#### [REQUIRED WORK]
Could you return all of the records exactly as they stand?
=== DATA TO USE ===
//! `MockBody` — a test double for `TargetBody`.
//!
//! Used throughout the engine tests to assert how often (and whether) a
//! target's body was actually invoked.

use std::sync::{Arc, Mutex};

use async_trait::async_trait;

use crate::{BodyError, TargetBody, TargetContext};

/// Behaviour injected into `MockBody` at construction time.
pub enum MockBehaviour {
    /// Resolve successfully.
    Succeed,
    /// Fail with the given message.
    Fail(String),
}

/// A mock body that records every invocation and returns a
/// programmer-specified result.
pub struct MockBody {
    /// Label used in test assertions.
    pub name: String,
    /// What the body will do when `run` is called.
    pub behaviour: MockBehaviour,
    /// Target names this body was invoked for (in call order).
    pub calls: Arc<Mutex<Vec<String>>>,
}

impl MockBody {
    /// Create a mock that always succeeds.
    pub fn succeeding(name: impl Into<String>) -> Self {
        Self {
            name: name.into(),
            behaviour: MockBehaviour::Succeed,
            calls: Arc::new(Mutex::new(Vec::new())),
        }
    }

    /// Create a mock that always fails with the given message.
    pub fn failing(name: impl Into<String>, msg: impl Into<String>) -> Self {
        Self {
            name: name.into(),
            behaviour: MockBehaviour::Fail(msg.into()),
            calls: Arc::new(Mutex::new(Vec::new())),
        }
    }

    /// Number of times this body has been executed.
    pub fn call_count(&self) -> usize {
        self.calls.lock().unwrap().len()
    }

    /// Shared handle to the call log, for asserting after the body has been
    /// moved into a target.
    pub fn call_log(&self) -> Arc<Mutex<Vec<String>>> {
        Arc::clone(&self.calls)
    }
}

#[async_trait]
impl TargetBody for MockBody {
    async fn run(&self, ctx: &TargetContext) -> Result<(), BodyError> {
        self.calls.lock().unwrap().push(ctx.target.clone());

        match &self.behaviour {
            MockBehaviour::Succeed => Ok(()),
            MockBehaviour::Fail(msg) => Err(BodyError::Failed(msg.clone())),
        }
    }
}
===
#### [SOLUTION FOR THIS PROBLEM]
//! `MockBody` — a test double for `TargetBody`.
//!
//! Used throughout the engine tests to assert how often (and whether) a
//! target's body was actually invoked.

use std::sync::{Arc, Mutex};

use async_trait::async_trait;

use crate::{BodyError, TargetBody, TargetContext};

/// Behaviour injected into `MockBody` at construction time.
pub enum MockBehaviour {
    /// Resolve successfully.
    Succeed,
    /// Fail with the given message.
    Fail(String),
}

/// A mock body that records every invocation and returns a
/// programmer-specified result.
pub struct MockBody {
    /// Label used in test assertions.
    pub name: String,
    /// What the body will do when `run` is called.
    pub behaviour: MockBehaviour,
    /// Target names this body was invoked for (in call order).
    pub calls: Arc<Mutex<Vec<String>>>,
}

impl MockBody {
    /// Create a mock that always succeeds.
    pub fn succeeding(name: impl Into<String>) -> Self {
        Self {
            name: name.into(),
            behaviour: MockBehaviour::Succeed,
            calls: Arc::new(Mutex::new(Vec::new())),
        }
    }

    /// Create a mock that always fails with the given message.
    pub fn failing(name: impl Into<String>, msg: impl Into<String>) -> Self {
        Self {
            name: name.into(),
            behaviour: MockBehaviour::Fail(msg.into()),
            calls: Arc::new(Mutex::new(Vec::new())),
        }
    }

    /// Number of times this body has been executed.
    pub fn call_count(&self) -> usize {
        self.calls.lock().unwrap().len()
    }

    /// Shared handle to the call log, for asserting after the body has been
    /// moved into a target.
    pub fn call_log(&self) -> Arc<Mutex<Vec<String>>> {
        Arc::clone(&self.calls)
    }
}

#[async_trait]
impl TargetBody for MockBody {
    async fn run(&self, ctx: &TargetContext) -> Result<(), BodyError> {
        self.calls.lock().unwrap().push(ctx.target.clone());

        match &self.behaviour {
            MockBehaviour::Succeed => Ok(()),
            MockBehaviour::Fail(msg) => Err(BodyError::Failed(msg.clone())),
        }
    }
}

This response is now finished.